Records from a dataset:
——

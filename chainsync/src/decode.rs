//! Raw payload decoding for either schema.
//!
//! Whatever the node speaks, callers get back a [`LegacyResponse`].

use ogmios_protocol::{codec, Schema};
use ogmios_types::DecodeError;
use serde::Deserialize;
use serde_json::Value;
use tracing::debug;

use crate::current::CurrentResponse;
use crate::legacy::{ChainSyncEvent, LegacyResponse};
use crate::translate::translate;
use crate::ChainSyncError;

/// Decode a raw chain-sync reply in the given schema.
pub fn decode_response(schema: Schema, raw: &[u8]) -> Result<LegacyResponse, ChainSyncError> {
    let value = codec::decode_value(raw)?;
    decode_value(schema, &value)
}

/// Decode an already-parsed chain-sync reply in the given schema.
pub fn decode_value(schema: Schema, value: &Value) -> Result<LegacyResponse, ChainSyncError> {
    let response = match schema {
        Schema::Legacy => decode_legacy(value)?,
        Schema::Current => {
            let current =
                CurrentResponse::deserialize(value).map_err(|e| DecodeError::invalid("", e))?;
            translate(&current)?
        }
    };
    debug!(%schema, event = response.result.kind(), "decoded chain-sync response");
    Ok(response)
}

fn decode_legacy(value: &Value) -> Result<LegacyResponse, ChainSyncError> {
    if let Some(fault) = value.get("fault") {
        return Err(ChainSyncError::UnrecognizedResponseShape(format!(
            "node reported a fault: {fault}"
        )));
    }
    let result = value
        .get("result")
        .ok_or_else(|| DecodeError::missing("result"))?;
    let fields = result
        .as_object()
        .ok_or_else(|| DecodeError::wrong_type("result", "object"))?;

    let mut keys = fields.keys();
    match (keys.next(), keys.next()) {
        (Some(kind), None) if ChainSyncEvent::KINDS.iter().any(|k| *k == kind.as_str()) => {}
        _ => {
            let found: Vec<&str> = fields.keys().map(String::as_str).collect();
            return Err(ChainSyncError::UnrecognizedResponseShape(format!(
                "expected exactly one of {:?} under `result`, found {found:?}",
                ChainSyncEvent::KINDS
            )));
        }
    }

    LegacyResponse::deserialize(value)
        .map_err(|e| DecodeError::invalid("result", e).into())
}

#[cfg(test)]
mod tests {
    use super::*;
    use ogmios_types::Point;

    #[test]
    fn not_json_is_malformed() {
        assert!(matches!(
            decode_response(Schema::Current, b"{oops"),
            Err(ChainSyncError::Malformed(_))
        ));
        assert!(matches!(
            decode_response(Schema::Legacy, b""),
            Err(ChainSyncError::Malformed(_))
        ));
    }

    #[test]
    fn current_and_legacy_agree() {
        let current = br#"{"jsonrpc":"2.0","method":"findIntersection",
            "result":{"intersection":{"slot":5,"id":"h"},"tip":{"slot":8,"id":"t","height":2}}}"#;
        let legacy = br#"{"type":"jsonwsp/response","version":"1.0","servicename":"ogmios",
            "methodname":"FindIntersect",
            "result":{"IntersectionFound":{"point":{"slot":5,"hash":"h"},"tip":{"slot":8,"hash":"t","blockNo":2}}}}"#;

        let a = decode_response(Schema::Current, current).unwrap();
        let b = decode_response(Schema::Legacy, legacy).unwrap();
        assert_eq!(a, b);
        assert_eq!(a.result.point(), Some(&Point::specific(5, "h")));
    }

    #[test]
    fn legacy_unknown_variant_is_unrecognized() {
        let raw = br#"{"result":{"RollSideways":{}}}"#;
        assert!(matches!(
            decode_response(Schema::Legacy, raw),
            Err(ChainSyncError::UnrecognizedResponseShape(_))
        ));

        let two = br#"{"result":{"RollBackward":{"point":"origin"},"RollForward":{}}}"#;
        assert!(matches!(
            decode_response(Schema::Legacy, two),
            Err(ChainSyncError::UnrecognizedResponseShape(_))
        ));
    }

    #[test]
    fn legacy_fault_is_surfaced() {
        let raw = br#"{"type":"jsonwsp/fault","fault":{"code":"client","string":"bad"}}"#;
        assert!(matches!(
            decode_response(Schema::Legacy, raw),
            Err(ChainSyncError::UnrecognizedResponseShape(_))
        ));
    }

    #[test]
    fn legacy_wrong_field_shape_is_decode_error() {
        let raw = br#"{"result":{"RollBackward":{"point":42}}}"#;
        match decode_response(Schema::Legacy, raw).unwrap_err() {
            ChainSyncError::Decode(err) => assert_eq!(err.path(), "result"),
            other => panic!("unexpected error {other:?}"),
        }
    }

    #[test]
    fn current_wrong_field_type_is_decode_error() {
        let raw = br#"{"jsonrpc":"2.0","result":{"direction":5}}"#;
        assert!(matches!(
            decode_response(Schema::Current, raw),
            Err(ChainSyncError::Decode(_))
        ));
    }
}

——

## WORK INSTRUCTIONS
Print the line containing "let b = decode_response(Schema::Legacy, legacy).unwrap();", then every line after it through the last line of the records, each exactly as written; nothing else belongs in the answer.

## SOLVED PROBLEM
        let b = decode_response(Schema::Legacy, legacy).unwrap();
        assert_eq!(a, b);
        assert_eq!(a.result.point(), Some(&Point::specific(5, "h")));
    }

    #[test]
    fn legacy_unknown_variant_is_unrecognized() {
        let raw = br#"{"result":{"RollSideways":{}}}"#;
        assert!(matches!(
            decode_response(Schema::Legacy, raw),
            Err(ChainSyncError::UnrecognizedResponseShape(_))
        ));

        let two = br#"{"result":{"RollBackward":{"point":"origin"},"RollForward":{}}}"#;
        assert!(matches!(
            decode_response(Schema::Legacy, two),
            Err(ChainSyncError::UnrecognizedResponseShape(_))
        ));
    }

    #[test]
    fn legacy_fault_is_surfaced() {
        let raw = br#"{"type":"jsonwsp/fault","fault":{"code":"client","string":"bad"}}"#;
        assert!(matches!(
            decode_response(Schema::Legacy, raw),
            Err(ChainSyncError::UnrecognizedResponseShape(_))
        ));
    }

    #[test]
    fn legacy_wrong_field_shape_is_decode_error() {
        let raw = br#"{"result":{"RollBackward":{"point":42}}}"#;
        match decode_response(Schema::Legacy, raw).unwrap_err() {
            ChainSyncError::Decode(err) => assert_eq!(err.path(), "result"),
            other => panic!("unexpected error {other:?}"),
        }
    }

    #[test]
    fn current_wrong_field_type_is_decode_error() {
        let raw = br#"{"jsonrpc":"2.0","result":{"direction":5}}"#;
        assert!(matches!(
            decode_response(Schema::Current, raw),
            Err(ChainSyncError::Decode(_))
        ));
    }
}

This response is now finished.